Example Buy Till You Die (BTYD) deployment
In this example we'll predict customer purchasing behavior using the Buy Till You Die library. We'll use a Hex notebook and:
- Prepare and train on data pulled from a sales transactions table in Snowflake
- Define our deployment with a custom Python environment
- Deploy our models, a training job, and the inference code to Modelbit
- Call our model from Snowflake with a query that's ready to be used in a nightly dbt job
Before we get started, install the latest versions of btyd
and modelbit
, and then import and log in to Modelbit from the notebook you'll use for training:
!pip install --upgrade btyd==0.1b3 modelbit
import modelbit
mb = modelbit.login()
Data preparation
We'll use a Modelbit dataset named sales_transactions
to get our transactions data into our notebook for training. Here's the query inside sales_transactions
:
select user_id, paid_date, amount_paid from sales_transactions
Which has one row per transaction, with the date and sale amount per customer:
USER_ID PAID_DATE AMOUNT_PAID
0 13085.0 2019-11-16 83.4
1 13085.0 2019-11-16 81.0
2 13085.0 2019-11-16 81.0
3 13085.0 2019-11-16 100.8
4 13085.0 2019-11-16 30.0
... ... ... ...
Training the models
To make predictions with BTYD we first need to summarize the sales_transactions
data with summary_data_from_transaction_data(...)
. We'll then train a ModifiedBetaGeoFitter
and a GammaGammaFitter
on our summarized data:
from btyd.utils import summary_data_from_transaction_data
from btyd import ModifiedBetaGeoFitter, GammaGammaFitter
from datetime import date
@modelbit.job(refresh_datasets=["sales_transactions"], schedule="daily")
def train_models():
transactions_df = mb.get_dataset("sales_transactions")
rftm = summary_data_from_transaction_data(
transactions_df,
customer_id_col = 'USER_ID',
datetime_col = 'PAID_DATE',
monetary_value_col = 'AMOUNT_PAID',
observation_period_end = str(date.today()),
freq = 'D',
)
rftm = rftm[rftm["monetary_value"] > 0] # Exclude rows with 0 monetary value
return {
"rftm": rftm,
"bgf": ModifiedBetaGeoFitter().fit(rftm["frequency"], rftm["recency"], rftm["T"]),
"ggf": GammaGammaFitter().fit(rftm["frequency"], rftm["monetary_value"])
}
models = train_models()
Notice in the above code we've encapsulated our training logic into a function, train_models
, and then decorated that function with @modelbit.job
. This pattern allows us to easily create a nightly training job for our BTYD models.
Model deployment
Modelbit deployments are Python functions.
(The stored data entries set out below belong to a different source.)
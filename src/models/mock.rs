//! In-memory model doubles for tests (enabled by the `mock` feature).

use std::collections::HashMap;
use std::sync::atomic::{AtomicUsize, Ordering};

use super::evaluator::EvaluatorError;
use super::generator::{GeneratorError, prompt_answer_span};
use super::ner::NerError;
use super::traits::{EntityRecognizer, PairScorer, QuestionModel, TokenCounter};
use crate::qa::EntitySpan;

/// Question model that echoes the answer span and counts calls.
#[derive(Debug, Default)]
pub struct MockQuestionModel {
    calls: AtomicUsize,
    fail_on: Option<String>,
}

impl MockQuestionModel {
    pub fn new() -> Self {
        Self::default()
    }

    /// Fails generation for any prompt containing `needle`.
    pub fn failing_on(needle: impl Into<String>) -> Self {
        Self {
            calls: AtomicUsize::new(0),
            fail_on: Some(needle.into()),
        }
    }

    /// Number of `generate_question` calls so far.
    pub fn calls(&self) -> usize {
        self.calls.load(Ordering::SeqCst)
    }
}

impl TokenCounter for MockQuestionModel {
    fn count_tokens(&self, text: &str) -> Result<usize, GeneratorError> {
        Ok(text.split_whitespace().count() + 1)
    }
}

impl QuestionModel for MockQuestionModel {
    fn generate_question(&self, prompt: &str) -> Result<String, GeneratorError> {
        let n = self.calls.fetch_add(1, Ordering::SeqCst);

        if let Some(needle) = &self.fail_on
            && prompt.contains(needle.as_str())
        {
            return Err(GeneratorError::InferenceFailed {
                reason: format!("mock failure on '{needle}'"),
            });
        }

        let span = prompt_answer_span(prompt).unwrap_or(prompt);
        Ok(format!("Q{}: {}?", n, span))
    }

    fn is_model_loaded(&self) -> bool {
        false
    }
}

/// Scorer returning fixed scores keyed by answer text.
#[derive(Debug, Default)]
pub struct MockPairScorer {
    scores: HashMap<String, f32>,
    default_score: f32,
    calls: AtomicUsize,
}

impl MockPairScorer {
    pub fn new() -> Self {
        Self::default()
    }

    /// Scores `answer` as `score` regardless of the question.
    pub fn with_score(mut self, answer: impl Into<String>, score: f32) -> Self {
        self.scores.insert(answer.into(), score);
        self
    }

    /// Score for answers without an explicit entry.
    pub fn with_default_score(mut self, score: f32) -> Self {
        self.default_score = score;
        self
    }

    /// Number of `score` calls so far.
    pub fn calls(&self) -> usize {
        self.calls.load(Ordering::SeqCst)
    }
}

impl PairScorer for MockPairScorer {
    fn score(&self, _question: &str, answer: &str) -> Result<f32, EvaluatorError> {
        self.calls.fetch_add(1, Ordering::SeqCst);
        Ok(self
            .scores
            .get(answer)
            .copied()
            .unwrap_or(self.default_score))
    }

    fn is_model_loaded(&self) -> bool {
        false
    }
}

/// Recogniser that reports every known span occurring in a sentence.
#[derive(Debug, Default)]
pub struct MockEntityRecognizer {
    known: Vec<EntitySpan>,
    calls: AtomicUsize,
}

impl MockEntityRecognizer {
    pub fn new(known: Vec<EntitySpan>) -> Self {
        Self {
            known,
            calls: AtomicUsize::new(0),
        }
    }

    /// Number of `recognize` calls so far.
    pub fn calls(&self) -> usize {
        self.calls.load(Ordering::SeqCst)
    }
}

impl EntityRecognizer for MockEntityRecognizer {
    fn recognize(&self, sentences: &[String]) -> Result<Vec<Vec<EntitySpan>>, NerError> {
        self.calls.fetch_add(1, Ordering::SeqCst);
        Ok(sentences
            .iter()
            .map(|sentence| {
                self.known
                    .iter()
                    .filter(|span| sentence.contains(span.text.as_str()))
                    .cloned()
                    .collect()
            })
            .collect())
    }

    fn is_model_loaded(&self) -> bool {
        false
    }
}
//! Shared texts and mock-backed generators.

use quizgen::{
    EntitySpan, MockEntityRecognizer, MockPairScorer, MockQuestionModel, QuestionGenerator,
};

pub type MockGenerator = QuestionGenerator<MockQuestionModel, MockPairScorer, MockEntityRecognizer>;

pub const TWO_SENTENCES: &str = "The sky is blue. Grass is green.";

pub const HISTORY_TEXT: &str = "Ada Lovelace published the first algorithm in 1843.\n\
Charles Babbage designed the Analytical Engine in 1837.\n\
The engine was never completed during his lifetime.\n\
Alan Turing formalised computation in 1936.";

pub fn history_entities() -> Vec<EntitySpan> {
    vec![
        EntitySpan::new("Ada Lovelace", "PERSON"),
        EntitySpan::new("1843", "DATE"),
        EntitySpan::new("Charles Babbage", "PERSON"),
        EntitySpan::new("1837", "DATE"),
        EntitySpan::new("Alan Turing", "PERSON"),
        EntitySpan::new("1936", "DATE"),
    ]
}

pub fn mock_generator(scorer: MockPairScorer) -> MockGenerator {
    QuestionGenerator::new(
        MockQuestionModel::new(),
        scorer,
        MockEntityRecognizer::new(history_entities()),
    )
    .with_seed(2024)
}

/// `count` distinct short sentences on one line.
pub fn numbered_sentences(count: usize) -> String {
    (0..count)
        .map(|i| format!("Fact number {i} is worth remembering."))
        .collect::<Vec<_>>()
        .join(" ")
}
use std::collections::HashSet;
use std::sync::LazyLock;

use regex::Regex;

use crate::constants::{MAX_SENTENCE_CHARS, MIN_CUT_WORDS};

static SENTENCE: LazyLock<Regex> =
    LazyLock::new(|| Regex::new(r".*?[.!?]").expect("sentence pattern is valid"));

static INNER_PUNCT: LazyLock<Regex> =
    LazyLock::new(|| Regex::new(r"[,;:)]").expect("inner punctuation pattern is valid"));

/// Extracts candidate answer sentences from `text`.
///
/// Units are punctuation-terminated runs within a line. Units longer than
/// [`MAX_SENTENCE_CHARS`] are also cut on `, ; : )` and the pieces with more
/// than [`MIN_CUT_WORDS`] words are added. Originals are always kept. The
/// result is trimmed and deduplicated in first-occurrence order.
pub fn split_sentences(text: &str) -> Vec<String> {
    let originals: Vec<&str> = SENTENCE.find_iter(text).map(|m| m.as_str()).collect();

    let cuts = originals
        .iter()
        .filter(|s| s.chars().count() > MAX_SENTENCE_CHARS)
        .flat_map(|s| INNER_PUNCT.split(*s))
        .filter(|piece| piece.split_whitespace().count() > MIN_CUT_WORDS);

    let mut seen = HashSet::new();
    originals
        .iter()
        .copied()
        .chain(cuts)
        .map(|s| s.trim_matches(' '))
        .filter(|s| !s.is_empty())
        .filter(|s| seen.insert(*s))
        .map(str::to_string)
        .collect()
}
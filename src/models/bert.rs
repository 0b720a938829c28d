use std::collections::HashMap;
use std::path::Path;
use std::sync::Arc;

use candle::{DType, Device, Result, Tensor};
use candle_core as candle;
use candle_core::IndexOp;
use candle_nn::{Linear, Module, VarBuilder};
use candle_transformers::models::bert::{BertModel, Config};
use serde::Deserialize;

/// Label metadata that `candle_transformers`' BERT config does not carry.
#[derive(Debug, Clone, Default, Deserialize)]
pub struct LabelConfig {
    #[serde(default)]
    pub id2label: Option<HashMap<String, String>>,
    #[serde(default)]
    pub num_labels: Option<usize>,
}

impl LabelConfig {
    /// Number of output classes (defaults to 2 like Hugging Face).
    pub fn num_labels(&self) -> usize {
        self.id2label
            .as_ref()
            .map(|m| m.len())
            .filter(|n| *n > 0)
            .or(self.num_labels)
            .unwrap_or(2)
    }

    /// Labels ordered by class id (`LABEL_{i}` for gaps).
    pub fn labels(&self) -> Vec<String> {
        let n = self.num_labels();
        (0..n)
            .map(|i| {
                self.id2label
                    .as_ref()
                    .and_then(|m| m.get(&i.to_string()).cloned())
                    .unwrap_or_else(|| format!("LABEL_{i}"))
            })
            .collect()
    }
}

fn read_configs(model_dir: &Path) -> Result<(Config, LabelConfig)> {
    let config_content = std::fs::read_to_string(model_dir.join("config.json"))?;
    let config: Config = serde_json::from_str(&config_content)
        .map_err(|e| candle::Error::Msg(format!("Failed to parse config: {}", e)))?;
    let labels: LabelConfig = serde_json::from_str(&config_content)
        .map_err(|e| candle::Error::Msg(format!("Failed to parse label config: {}", e)))?;
    Ok((config, labels))
}

fn load_encoder(vb: &VarBuilder, config: &Config) -> Result<BertModel> {
    if vb.contains_tensor("bert.embeddings.word_embeddings.weight") {
        BertModel::load(vb.pp("bert"), config)
    } else if vb.contains_tensor("roberta.embeddings.word_embeddings.weight") {
        BertModel::load(vb.pp("roberta"), config)
    } else {
        BertModel::load(vb.clone(), config)
    }
}

fn mmap_weights(model_dir: &Path, device: &Device) -> Result<VarBuilder<'static>> {
    let weights_path = model_dir.join("model.safetensors");
    // SAFETY: the weights file is not modified while the model is alive.
    unsafe { VarBuilder::from_mmaped_safetensors(&[weights_path], DType::F32, device) }
}

struct BertForSequenceClassificationImpl {
    bert: BertModel,
    pooler: Option<Linear>,
    classifier: Linear,
}

impl BertForSequenceClassificationImpl {
    fn load(vb: VarBuilder, config: &Config, num_labels: usize) -> Result<Self> {
        let bert = load_encoder(&vb, config)?;

        let hidden_size = config.hidden_size;
        let pooler = if vb.contains_tensor("bert.pooler.dense.weight") {
            Some(candle_nn::linear(
                hidden_size,
                hidden_size,
                vb.pp("bert.pooler.dense"),
            )?)
        } else {
            None
        };
        let classifier = candle_nn::linear(hidden_size, num_labels, vb.pp("classifier"))?;

        Ok(Self {
            bert,
            pooler,
            classifier,
        })
    }

    fn forward(
        &self,
        input_ids: &Tensor,
        token_type_ids: &Tensor,
        attention_mask: Option<&Tensor>,
    ) -> Result<Tensor> {
        let output = self
            .bert
            .forward(input_ids, token_type_ids, attention_mask)?;
        let cls_token = output.i((.., 0, ..))?;
        let pooled = match &self.pooler {
            Some(dense) => dense.forward(&cls_token)?.tanh()?,
            None => cls_token,
        };
        self.classifier.forward(&pooled)
    }
}

/// BERT sequence classifier returning `[batch, num_labels]` logits.
#[derive(Clone)]
pub struct BertClassifier {
    inner: Arc<BertForSequenceClassificationImpl>,
    num_labels: usize,
}

impl BertClassifier {
    pub fn load<P: AsRef<Path>>(model_dir: P, device: &Device) -> Result<Self> {
        let model_dir = model_dir.as_ref();
        let (config, labels) = read_configs(model_dir)?;
        let num_labels = labels.num_labels();

        let vb = mmap_weights(model_dir, device)?;
        let model = BertForSequenceClassificationImpl::load(vb, &config, num_labels)?;

        Ok(Self {
            inner: Arc::new(model),
            num_labels,
        })
    }

    pub fn num_labels(&self) -> usize {
        self.num_labels
    }

    pub fn forward(
        &self,
        input_ids: &Tensor,
        token_type_ids: &Tensor,
        attention_mask: Option<&Tensor>,
    ) -> Result<Tensor> {
        self.inner
            .forward(input_ids, token_type_ids, attention_mask)
    }
}

struct BertForTokenClassificationImpl {
    bert: BertModel,
    classifier: Linear,
}

/// BERT token classifier returning `[batch, seq_len, num_labels]` logits.
#[derive(Clone)]
pub struct BertTokenClassifier {
    inner: Arc<BertForTokenClassificationImpl>,
    labels: Vec<String>,
}

impl BertTokenClassifier {
    pub fn load<P: AsRef<Path>>(model_dir: P, device: &Device) -> Result<Self> {
        let model_dir = model_dir.as_ref();
        let (config, label_config) = read_configs(model_dir)?;
        let labels = label_config.labels();

        let vb = mmap_weights(model_dir, device)?;
        let bert = load_encoder(&vb, &config)?;
        let classifier = candle_nn::linear(config.hidden_size, labels.len(), vb.pp("classifier"))?;

        Ok(Self {
            inner: Arc::new(BertForTokenClassificationImpl { bert, classifier }),
            labels,
        })
    }

    /// Label names indexed by class id.
    pub fn labels(&self) -> &[String] {
        &self.labels
    }

    pub fn forward(
        &self,
        input_ids: &Tensor,
        token_type_ids: &Tensor,
        attention_mask: Option<&Tensor>,
    ) -> Result<Tensor> {
        let hidden = self
            .inner
            .bert
            .forward(input_ids, token_type_ids, attention_mask)?;
        self.inner.classifier.forward(&hidden)
    }
}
Our function, predict_customer_behavior
, handles input/output and calling the bgf
and ggf
models. The function is meant to be called with inputs for a single user_id
. Modelbit handles splitting up batch inferences to get predictions in parallel.
def predict_customer_behavior(user_id):
t = [7, 30]
try:
df_out = models["rftm"].loc[user_id]
except KeyError:
return None # Customer not in the dataset
df_out['created_at'] = str(date.today())
# purchase
for tt in t:
df_out["predicted_purchases_" + str(tt)] = models["bgf"].predict(
tt,
df_out["frequency"],
df_out["recency"],
df_out["T"])
# prob alive
for tt in t:
df_out["prob_alive_" + str(tt) + "_days"] = models["bgf"].conditional_probability_alive(
frequency = df_out["frequency"],
recency = df_out["recency"],
T = df_out["T"] + tt)[0]
# avg revenue
df_out["conditional_expected_average_revenue"] = models["ggf"].conditional_expected_average_profit(
df_out["frequency"],
df_out["monetary_value"])
return df_out.to_dict()
Call the method with a user_id
to make sure everything is working:
predict_customer_behavior(12346)
We see the correct output, confirming that our function is working:
{
"frequency": 2.0,
"recency": 247.0,
"T": 4803.0,
"monetary_value": 86.5,
"created_at": "2023-02-09",
"predicted_purchases_7": 1.0427213106770715e-6,
"predicted_purchases_30": 4.461892568721752e-6,
"prob_alive_7_days": 0.00018522552215405317,
"prob_alive_30_days": 0.00018186131550183547,
"conditional_expected_average_revenue": 75.28443453743574
}
Deploy to Modelbit
Now it's time to deploy predict_customer_behavior
to Modelbit and Snowflake so we can use it as new transaction data comes in. We'll use the python_packages
parameter to tell Modelbit which libraries need to be installed in our production environment, and python_version
to match the version in Hex. We'll also include g++
, which is an optional dependency of BTYD that improves performance.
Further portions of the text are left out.